Una suite privada pensada para empezar y terminar el día
La suite de los propietarios prolonga ese mismo lenguaje en clave más recogida. El travertino, la madera y las piezas a medida crean una secuencia de planos que se lee con tranquilidad. El valor de la estancia está en la manera en que los materiales se curvan, se cortan o se alinean con el paso, no en una acumulación de elementos. Es un espacio donde cada borde importa y donde la luz cambia menos de forma que de efecto.
El conjunto confirma la atención al diseño de interiores como disciplina de recorrido, proporción y tacto. Desde la planta baja hasta la zona privada, la vivienda avanza entre madera, piedra, ladrillo y detalles negros interior. Esa combinación no busca imponerse; deja que cada estancia tenga su propia cadencia y que la luz natural interior termine de ajustar los materiales. Así, la cocina, el salón y la suite quedan unidos por una misma lógica espacial, pero cada uno conserva su carácter propio.
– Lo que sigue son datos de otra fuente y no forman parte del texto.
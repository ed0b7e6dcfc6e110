// ── Command identifiers ───────────────────────────────────────────────────────
//
// The two actions diff-paste registers with the host's command palette and
// keybinding system.  Binding them (e.g. overriding Ctrl+V) is the host's job.

use crate::error::{DiffPasteError, Result};

/// An invocable diff-paste action.
#[derive(Debug, Clone, Copy, PartialEq, Eq, Hash)]
pub enum Command {
    /// Gate on paste size; small pastes go straight through.
    AutoPaste,
    /// Always capture and compare, whatever the paste size.
    ForceDiffPaste,
}

impl Command {
    pub const ALL: [Command; 2] = [Command::AutoPaste, Command::ForceDiffPaste];

    /// Stable identifier used in keybinding files.
    pub fn id(self) -> &'static str {
        match self {
            Self::AutoPaste => "diffPaste.autoDiffPaste",
            Self::ForceDiffPaste => "diffPaste.forceDiffPaste",
        }
    }

    pub fn from_id(id: &str) -> Result<Self> {
        Self::ALL
            .into_iter()
            .find(|c| c.id() == id)
            .ok_or_else(|| DiffPasteError::UnknownCommand(id.to_owned()))
    }
}

// ── Tests ─────────────────────────────────────────────────────────────────────

#[cfg(test)]
mod tests {
    use super::*;

    #[test]
    fn ids_resolve_back_to_commands() {
        for cmd in Command::ALL {
            assert_eq!(Command::from_id(cmd.id()).unwrap(), cmd);
        }
    }

    #[test]
    fn unknown_id_is_rejected() {
        assert!(matches!(
            Command::from_id("editor.action.clipboardPasteAction"),
            Err(DiffPasteError::UnknownCommand(_))
        ));
    }
}
// ── Paste gate ────────────────────────────────────────────────────────────────
//
// Decides whether a paste is large enough to be reviewed in a diff.
// Pure Rust; no host calls.

/// Default for the `diffPaste.minPasteSize` setting.
pub const DEFAULT_MIN_PASTE_SIZE: usize = 100;

/// Length of `text` as editor hosts count it: UTF-16 code units.
///
/// A non-BMP character such as an emoji therefore counts as two.
pub fn host_len(text: &str) -> usize {
    text.encode_utf16().count()
}

/// Threshold check applied by the auto-paste command.
#[derive(Debug, Clone, Copy, PartialEq, Eq)]
pub struct PasteGate {
    min_paste_size: usize,
}

impl PasteGate {
    pub fn new(min_paste_size: usize) -> Self {
        Self { min_paste_size }
    }

    pub fn min_paste_size(self) -> usize {
        self.min_paste_size
    }

    /// `true` when either the incoming clipboard text or the text it will
    /// replace reaches the threshold.  Both bounds are inclusive.
    pub fn is_significant(self, clipboard_len: usize, selected_len: usize) -> bool {
        clipboard_len >= self.min_paste_size || selected_len >= self.min_paste_size
    }

    /// Gate a concrete paste: `clipboard` is the pending clipboard text and
    /// `selections` the text of every selection it will replace.
    pub fn check<'a>(self, clipboard: &str, selections: impl IntoIterator<Item = &'a str>) -> bool {
        let selected_len = selections.into_iter().map(host_len).sum();
        self.is_significant(host_len(clipboard), selected_len)
    }
}

impl Default for PasteGate {
    fn default() -> Self {
        Self::new(DEFAULT_MIN_PASTE_SIZE)
    }
}

// ── Tests ─────────────────────────────────────────────────────────────────────

#[cfg(test)]
mod tests {
    use super::*;

    #[test]
    fn threshold_is_inclusive() {
        let gate = PasteGate::new(100);
        assert!(gate.is_significant(100, 0));
        assert!(gate.is_significant(0, 100));
        assert!(!gate.is_significant(99, 99));
    }

    // Either side alone is enough, whatever the other side is.
    #[test]
    fn either_length_triggers() {
        let gate = PasteGate::new(10);
        for other in [0, 5, 9, 10, 500] {
            assert!(gate.is_significant(10, other));
            assert!(gate.is_significant(other, 10));
        }
    }

    #[test]
    fn small_clipboard_replacing_large_selection_is_significant() {
        let gate = PasteGate::new(100);
        assert!(gate.is_significant(50, 150));
    }

    #[test]
    fn selection_lengths_are_summed() {
        let gate = PasteGate::new(10);
        assert!(!gate.check("x", ["abcd"]));
        assert!(gate.check("x", ["abcde", "fghij"]));
    }

    #[test]
    fn length_counts_utf16_units() {
        assert_eq!(host_len("abc"), 3);
        assert_eq!(host_len("é"), 1);
        assert_eq!(host_len("😀"), 2);
        assert!(PasteGate::new(2).check("😀", std::iter::empty()));
    }

    #[test]
    fn zero_threshold_gates_everything() {
        assert!(PasteGate::new(0).check("", std::iter::empty()));
    }

    #[test]
    fn default_threshold_is_one_hundred() {
        assert_eq!(PasteGate::default().min_paste_size(), 100);
    }
}
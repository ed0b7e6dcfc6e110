// ── In-memory editor host ─────────────────────────────────────────────────────
//
// A pure-Rust `EditorHost`: documents are plain `String`s with multi-range
// selections, the clipboard is a field, and diff views and notices are
// recorded instead of rendered.  Headless embedders drive diff-paste through
// it, and the flow tests in `app` run against it.

use std::ops::Range;

use async_trait::async_trait;

use super::{DiffRequest, DocumentId, EditorHost};
use crate::error::{DiffPasteError, Result};

/// One open document.
#[derive(Debug)]
struct Buffer {
    id: DocumentId,
    text: String,
    /// Byte ranges on char boundaries, never empty as a list: a bare caret
    /// is an empty range.
    selections: Vec<Range<usize>>,
}

impl Buffer {
    /// Clamp `r` into the text and onto char boundaries.
    fn normalise(&self, r: Range<usize>) -> Range<usize> {
        let snap = |mut i: usize| {
            i = i.min(self.text.len());
            while !self.text.is_char_boundary(i) {
                i -= 1;
            }
            i
        };
        let (a, b) = (snap(r.start), snap(r.end));
        a.min(b)..a.max(b)
    }

    /// Replace every selection with `insert`, leaving a caret after each
    /// insertion.  Overlapping selections are merged front to back.
    fn replace_selections(&mut self, insert: &str) {
        let mut sel = self.selections.clone();
        sel.sort_by_key(|r| r.start);

        let mut out = String::with_capacity(self.text.len() + insert.len() * sel.len());
        let mut carets = Vec::with_capacity(sel.len());
        let mut cursor = 0;
        for r in sel {
            let start = r.start.max(cursor);
            let end = r.end.max(start);
            out.push_str(&self.text[cursor..start]);
            out.push_str(insert);
            carets.push(out.len()..out.len());
            cursor = end;
        }
        out.push_str(&self.text[cursor..]);

        self.text = out;
        self.selections = carets;
    }
}

/// An `EditorHost` that lives entirely in process memory.
#[derive(Debug, Default)]
pub struct MemoryEditor {
    buffers: Vec<Buffer>,
    active: Option<DocumentId>,
    clipboard: String,
    diffs: Vec<DiffRequest>,
    notices: Vec<String>,
    pastes: usize,
    paste_failure: Option<String>,
}

impl MemoryEditor {
    pub fn new() -> Self {
        Self::default()
    }

    // ── Documents ─────────────────────────────────────────────────────────────

    /// Open `text` as a document at `path` and focus it, caret at offset 0.
    ///
    /// Re-opening an already open path replaces its text.
    pub fn open(&mut self, path: &str, text: &str) -> DocumentId {
        let id = DocumentId::new(path);
        self.buffers.retain(|b| b.id != id);
        self.buffers.push(Buffer {
            id: id.clone(),
            text: text.to_owned(),
            selections: vec![0..0],
        });
        self.active = Some(id.clone());
        id
    }

    pub fn close(&mut self, doc: &DocumentId) {
        self.buffers.retain(|b| &b.id != doc);
        if self.active.as_ref() == Some(doc) {
            self.active = None;
        }
    }

    pub fn focus(&mut self, doc: &DocumentId) -> Result<()> {
        self.buffer(doc)?;
        self.active = Some(doc.clone());
        Ok(())
    }

    /// Move focus away from every text editor (e.g. to a panel).
    pub fn blur(&mut self) {
        self.active = None;
    }

    /// The current text of `doc`, if it is open.
    pub fn text(&self, doc: &DocumentId) -> Option<&str> {
        self.buffer(doc).ok().map(|b| b.text.as_str())
    }

    // ── Selections ────────────────────────────────────────────────────────────

    /// Replace the selections of `doc` with the given byte ranges.
    ///
    /// Ranges are clamped to the text; an empty list leaves a caret at 0.
    pub fn set_selections(&mut self, doc: &DocumentId, ranges: Vec<Range<usize>>) -> Result<()> {
        let buf = self.buffer_mut(doc)?;
        let mut sel: Vec<_> = ranges.into_iter().map(|r| buf.normalise(r)).collect();
        if sel.is_empty() {
            sel.push(0..0);
        }
        buf.selections = sel;
        Ok(())
    }

    pub fn set_selection(&mut self, doc: &DocumentId, range: Range<usize>) -> Result<()> {
        self.set_selections(doc, vec![range])
    }

    pub fn set_caret(&mut self, doc: &DocumentId, pos: usize) -> Result<()> {
        self.set_selections(doc, vec![pos..pos])
    }

    /// Select all document text.
    pub fn select_all(&mut self, doc: &DocumentId) -> Result<()> {
        let len = self.buffer(doc)?.text.len();
        self.set_selections(doc, vec![0..len])
    }

    // ── Clipboard ─────────────────────────────────────────────────────────────

    pub fn set_clipboard(&mut self, text: &str) {
        self.clipboard = text.to_owned();
    }

    /// Make the next `paste` fail with `message`.
    pub fn fail_next_paste(&mut self, message: &str) {
        self.paste_failure = Some(message.to_owned());
    }

    // ── Recorded host output ──────────────────────────────────────────────────

    /// Diff views opened so far, oldest first.
    pub fn diffs(&self) -> &[DiffRequest] {
        &self.diffs
    }

    /// Information messages shown so far, oldest first.
    pub fn notices(&self) -> &[String] {
        &self.notices
    }

    /// How many native pastes have run, with or without a focused editor.
    pub fn paste_count(&self) -> usize {
        self.pastes
    }

    // ── Lookup ────────────────────────────────────────────────────────────────

    fn buffer(&self, doc: &DocumentId) -> Result<&Buffer> {
        self.buffers
            .iter()
            .find(|b| &b.id == doc)
            .ok_or_else(|| DiffPasteError::DocumentNotOpen(doc.to_string()))
    }

    fn buffer_mut(&mut self, doc: &DocumentId) -> Result<&mut Buffer> {
        self.buffers
            .iter_mut()
            .find(|b| &b.id == doc)
            .ok_or_else(|| DiffPasteError::DocumentNotOpen(doc.to_string()))
    }
}

#[async_trait]
impl EditorHost for MemoryEditor {
    fn active_document(&self) -> Option<DocumentId> {
        self.active.clone()
    }

    fn document_text(&self, doc: &DocumentId) -> Result<String> {
        Ok(self.buffer(doc)?.text.clone())
    }

    fn selected_texts(&self, doc: &DocumentId) -> Result<Vec<String>> {
        let buf = self.buffer(doc)?;
        Ok(buf
            .selections
            .iter()
            .map(|r| buf.text[r.clone()].to_owned())
            .collect())
    }

    async fn read_clipboard(&mut self) -> Result<String> {
        Ok(self.clipboard.clone())
    }

    async fn paste(&mut self) -> Result<()> {
        if let Some(message) = self.paste_failure.take() {
            return Err(DiffPasteError::host("paste", message));
        }
        self.pastes += 1;
        // No focused editor: the paste lands nowhere we model.
        if let Some(doc) = self.active.clone() {
            let clip = self.clipboard.clone();
            self.buffer_mut(&doc)?.replace_selections(&clip);
        }
        Ok(())
    }

    async fn show_diff(&mut self, request: DiffRequest) -> Result<()> {
        self.diffs.push(request);
        Ok(())
    }

    fn notify(&mut self, message: &str) {
        self.notices.push(message.to_owned());
    }
}

// ── Tests ─────────────────────────────────────────────────────────────────────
En el proyecto queda claro que el interés no está en acumular gestos, sino en elegir bien dónde pesa cada uno. El travertino interior marca pasos, la madera da continuidad, la piedra oscura fija la cocina a medida y el ladrillo acerca el interior al exterior sin convertirlo en una declaración. Son decisiones visibles, concretas, y por eso mismo fáciles de leer cuando la luz va cambiando durante el día.